College seniors will begin graduating in a few weeks, and parents should be having conversations with their children regarding financial independence, if they haven’t already, says Avis Hinkson, dean of Barnard College in Manhattan.
How much will parents continue to support the graduate financially? “If you say at the outset, ‘I’m going to help you for six months,’ they can explain why they need a year. But the conversation needs to be had,” Hinkson says.
Hinkson suggests the following areas for parents to consider:
- If parents have been making car payments or paying car insurance, will they continue? Will they contribute toward purchasing a car?
- What are the situations under which you might loan the child money for unexpected expenses such as a car repair?
- If the child has had access to Mom or Dad’s credit card, will that continue? Who will pay that bill? Have a conversation about the danger of credit card debt. “I think we assume kids know some of these things,” Hinkson says.

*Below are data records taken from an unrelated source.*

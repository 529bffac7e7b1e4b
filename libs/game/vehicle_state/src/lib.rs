// This file is part of QuadSim.
//
// QuadSim is free software: you can redistribute it and/or modify
// it under the terms of the GNU General Public License as published by
// the Free Software Foundation, either version 3 of the License, or
// (at your option) any later version.
//
// QuadSim is distributed in the hope that it will be useful,
// but WITHOUT ANY WARRANTY; without even the implied warranty of
// MERCHANTABILITY or FITNESS FOR A PARTICULAR PURPOSE.  See the
// GNU General Public License for more details.
//
// You should have received a copy of the GNU General Public License
// along with QuadSim.  If not, see <http://www.gnu.org/licenses/>.
use nalgebra::Vector3;
use std::{
    fmt,
    ops::{Add, Mul},
};

/// The 12-component rigid body state.
///
/// Position and velocity are in the East-North-Up inertial frame, so z is
/// altitude. Attitude holds (roll, pitch, yaw) Euler angles in the Z-Y-X
/// convention. Body rates are (p, q, r) about the body x, y and z axes.
///
/// The same shape doubles as a time derivative of the state, which is what
/// the dynamics produce and the integrator consumes.
#[derive(Clone, Copy, Debug, Default, PartialEq)]
pub struct VehicleState {
    pub position: Vector3<f64>,
    pub velocity: Vector3<f64>,
    pub attitude: Vector3<f64>,
    pub body_rates: Vector3<f64>,
}

impl VehicleState {
    pub fn at_rest() -> Self {
        Self::default()
    }

    pub fn altitude(&self) -> f64 {
        self.position.z
    }

    pub fn climb_rate(&self) -> f64 {
        self.velocity.z
    }

    pub fn roll(&self) -> f64 {
        self.attitude.x
    }

    pub fn pitch(&self) -> f64 {
        self.attitude.y
    }

    pub fn yaw(&self) -> f64 {
        self.attitude.z
    }

    pub fn p(&self) -> f64 {
        self.body_rates.x
    }

    pub fn q(&self) -> f64 {
        self.body_rates.y
    }

    pub fn r(&self) -> f64 {
        self.body_rates.z
    }

    pub fn is_finite(&self) -> bool {
        self.to_array().iter().all(|v| v.is_finite())
    }

    /// [x, y, z, vx, vy, vz, roll, pitch, yaw, p, q, r]
    pub fn to_array(&self) -> [f64; 12] {
        let mut out = [0.; 12];
        for (i, v) in [
            &self.position,
            &self.velocity,
            &self.attitude,
            &self.body_rates,
        ]
        .iter()
        .enumerate()
        {
            out[i * 3..i * 3 + 3].copy_from_slice(v.as_slice());
        }
        out
    }

    pub fn from_array(v: [f64; 12]) -> Self {
        Self {
            position: Vector3::new(v[0], v[1], v[2]),
            velocity: Vector3::new(v[3], v[4], v[5]),
            attitude: Vector3::new(v[6], v[7], v[8]),
            body_rates: Vector3::new(v[9], v[10], v[11]),
        }
    }
}

impl Add for VehicleState {
    type Output = Self;

    fn add(self, other: Self) -> Self {
        Self {
            position: self.position + other.position,
            velocity: self.velocity + other.velocity,
            attitude: self.attitude + other.attitude,
            body_rates: self.body_rates + other.body_rates,
        }
    }
}

impl Mul<f64> for VehicleState {
    type Output = Self;

    fn mul(self, s: f64) -> Self {
        Self {
            position: self.position * s,
            velocity: self.velocity * s,
            attitude: self.attitude * s,
            body_rates: self.body_rates * s,
        }
    }
}

impl fmt::Display for VehicleState {
    fn fmt(&self, f: &mut fmt::Formatter<'_>) -> fmt::Result {
        write!(
            f,
            "pos=({:.3}, {:.3}, {:.3}) vel=({:.3}, {:.3}, {:.3}) att=({:.2}°, {:.2}°, {:.2}°)",
            self.position.x,
            self.position.y,
            self.position.z,
            self.velocity.x,
            self.velocity.y,
            self.velocity.z,
            self.roll().to_degrees(),
            self.pitch().to_degrees(),
            self.yaw().to_degrees(),
        )
    }
}

#[cfg(test)]
mod tests {
    use super::*;
    use approx::assert_relative_eq;

    #[test]
    fn test_array_layout() {
        let raw = [0., 1., 2., 3., 4., 5., 6., 7., 8., 9., 10., 11.];
        let state = VehicleState::from_array(raw);
        assert_eq!(state.altitude(), 2.);
        assert_eq!(state.climb_rate(), 5.);
        assert_eq!(state.roll(), 6.);
        assert_eq!(state.pitch(), 7.);
        assert_eq!(state.yaw(), 8.);
        assert_eq!(state.r(), 11.);
        assert_eq!(state.to_array(), raw);
    }

    #[test]
    fn test_arithmetic() {
        let a = VehicleState::from_array([1.; 12]);
        let b = VehicleState::from_array([2.; 12]);
        let c = a + b * 0.5;
        for v in c.to_array() {
            assert_relative_eq!(v, 2.);
        }
    }

    #[test]
    fn test_finite_check() {
        let mut state = VehicleState::at_rest();
        assert!(state.is_finite());
        state.body_rates.y = f64::NAN;
        assert!(!state.is_finite());
        state.body_rates.y = 0.;
        state.position.x = f64::INFINITY;
        assert!(!state.is_finite());
    }
}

- If the student is moving home, will he or she pay rent? How much? At what intervals? Will the graduate contribute toward food? How long is he or she welcome to stay?
- If the child is working a full-time job, discuss putting away an emergency fund.

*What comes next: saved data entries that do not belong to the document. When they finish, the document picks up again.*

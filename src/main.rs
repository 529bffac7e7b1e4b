// This file is part of QuadSim.
//
// QuadSim is free software: you can redistribute it and/or modify
// it under the terms of the GNU General Public License as published by
// the Free Software Foundation, either version 3 of the License, or
// (at your option) any later version.
//
// QuadSim is distributed in the hope that it will be useful,
// but WITHOUT ANY WARRANTY; without even the implied warranty of
// MERCHANTABILITY or FITNESS FOR A PARTICULAR PURPOSE.  See the
// GNU General Public License for more details.
//
// You should have received a copy of the GNU General Public License
// along with QuadSim.  If not, see <http://www.gnu.org/licenses/>.
mod ingress;

use airframe::VehicleConfig;
use anyhow::{anyhow, bail, Result};
use flight_controller::{
    AttitudeSource, AutonomousController, FlightController, ManeuverSchedule, PilotedController,
    PositionHold,
};
use log::{info, warn};
use nalgebra::Vector3;
use pilot::CommandSlot;
use simulation::{SimulationLoop, SimulationOpts};
use std::{
    io,
    sync::{atomic::AtomicBool, Arc},
};
use structopt::StructOpt;
use telemetry::{JsonLinesSink, TelemetryBridge, Trail, TrailSink};

/// Simulate a quadcopter in real time. Pilot commands are read as JSON lines
/// on stdin and the vehicle pose is written as JSON lines to stdout.
#[derive(Debug, StructOpt)]
#[structopt(name = "quadsim")]
struct Opt {
    /// Fly the built-in autonomous controller and ignore pilot input
    #[structopt(short, long)]
    autonomous: bool,

    /// With --autonomous, hold this position (x y z in metres) instead of
    /// flying the maneuver script
    #[structopt(long, number_of_values = 3, allow_hyphen_values = true)]
    hold: Vec<f64>,

    /// Thrust at full throttle in newtons
    #[structopt(long)]
    max_thrust: Option<f64>,

    #[structopt(flatten)]
    sim: SimulationOpts,
}

fn build_controller(opt: &Opt, config: &VehicleConfig) -> Result<Box<dyn FlightController>> {
    if !opt.autonomous {
        if !opt.hold.is_empty() {
            bail!("--hold only applies to --autonomous flight");
        }
        return Ok(Box::new(PilotedController::new(config)));
    }
    let source = match opt.hold.as_slice() {
        [] => AttitudeSource::Schedule(ManeuverSchedule::default()),
        [x, y, z] => {
            let target = Vector3::new(*x, *y, *z);
            if !target.iter().all(|v| v.is_finite()) {
                bail!("--hold needs finite coordinates, got {} {} {}", x, y, z);
            }
            AttitudeSource::Hold(PositionHold::new(target))
        }
        other => bail!("--hold takes x y z, got {} values", other.len()),
    };
    Ok(Box::new(AutonomousController::new(config, source)))
}

fn main() -> Result<()> {
    env_logger::init();
    let opt = Opt::from_args();

    let mut config = VehicleConfig::default();
    if let Some(max_thrust) = opt.max_thrust {
        if !(max_thrust.is_finite() && max_thrust >= 0.) {
            bail!("--max-thrust must be a non-negative number of newtons");
        }
        config.max_thrust = max_thrust;
    }
    info!(
        "vehicle: {}kg, hover at {:.1} rad/s",
        config.mass,
        config.hover_speed()
    );

    let controller = build_controller(&opt, &config)?;
    let commands = CommandSlot::new();
    let (publisher, subscriber) = telemetry::channel();
    let sim = SimulationLoop::new(config, controller, commands.clone(), publisher, &opt.sim)?;

    if opt.autonomous {
        info!("autonomous flight; pilot input is not read");
    } else {
        // Blocks on stdin for the life of the process, so it is never joined.
        ingress::spawn(io::BufReader::new(io::stdin()), commands)?;
    }

    let sink = TrailSink::new(JsonLinesSink::new(io::stdout()), Trail::default());
    let bridge = TelemetryBridge::new(subscriber, sink, Arc::new(AtomicBool::new(false)))
        .with_timeout(opt.sim.telemetry_timeout())
        .spawn()?;

    let outcome = sim
        .spawn()?
        .join()
        .map_err(|_| anyhow!("simulation thread panicked"))?;

    // The simulation owned the publisher, so the bridge drains and exits.
    let report = bridge
        .join()
        .map_err(|_| anyhow!("telemetry thread panicked"))?;
    let trail = report.sink.trail();
    info!(
        "telemetry: {} forwarded, {} dropped; trail of {} points, {:.2}m long, ceiling {:.2}m",
        report.forwarded,
        report.dropped,
        trail.len(),
        trail.path_length(),
        trail.ceiling().unwrap_or(0.)
    );
    if report.dropped > 0 {
        warn!("{} snapshots could not be written", report.dropped);
    }

    let summary = outcome?;
    info!(
        "ran {} steps ({:.2}s), published {} snapshots ({} replaced unread), {} pacing resyncs",
        summary.steps, summary.elapsed, summary.published, summary.replaced, summary.resyncs
    );
    Ok(())
}

#[cfg(test)]
mod tests {
    use super::*;

    fn parse(args: &[&str]) -> Opt {
        Opt::from_iter(std::iter::once("quadsim").chain(args.iter().copied()))
    }

    #[test]
    fn test_piloted_by_default() {
        let opt = parse(&[]);
        assert!(!opt.autonomous);
        assert!(opt.hold.is_empty());
        assert!(opt.sim.realtime());
        assert!(build_controller(&opt, &VehicleConfig::default()).is_ok());
    }

    #[test]
    fn test_hold_parses_negative_values() {
        let opt = parse(&["--autonomous", "--hold", "1", "-2.5", "3", "--no-realtime"]);
        assert_eq!(opt.hold, vec![1., -2.5, 3.]);
        assert!(!opt.sim.realtime());
        assert!(build_controller(&opt, &VehicleConfig::default()).is_ok());
    }

    #[test]
    fn test_hold_rejects_non_finite() {
        for bad in ["nan", "inf", "-inf"] {
            let opt = parse(&["--autonomous", "--hold", "1", bad, "3"]);
            assert!(build_controller(&opt, &VehicleConfig::default()).is_err());
        }
    }

    #[test]
    fn test_hold_requires_autonomous() {
        let opt = parse(&["--hold", "1", "2", "3"]);
        assert!(build_controller(&opt, &VehicleConfig::default()).is_err());
    }
}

- Discuss budgeting and financial goals. Do they want to save to buy a condo, for instance? For a vacation? For enough money to move out of your home?
- Recent graduates may think, “Why should I make a contribution to a 401(k)? I’m not making a lot of money and retirement is so far away.” But explain how important it is to start retirement savings early.
- Consider making a graduation present of an hourlong meeting with a financial planner. Books by financial writers such as Suze Orman could also be a great gift, Hinkson says. “I think it would really be appreciated in the long run,” she says.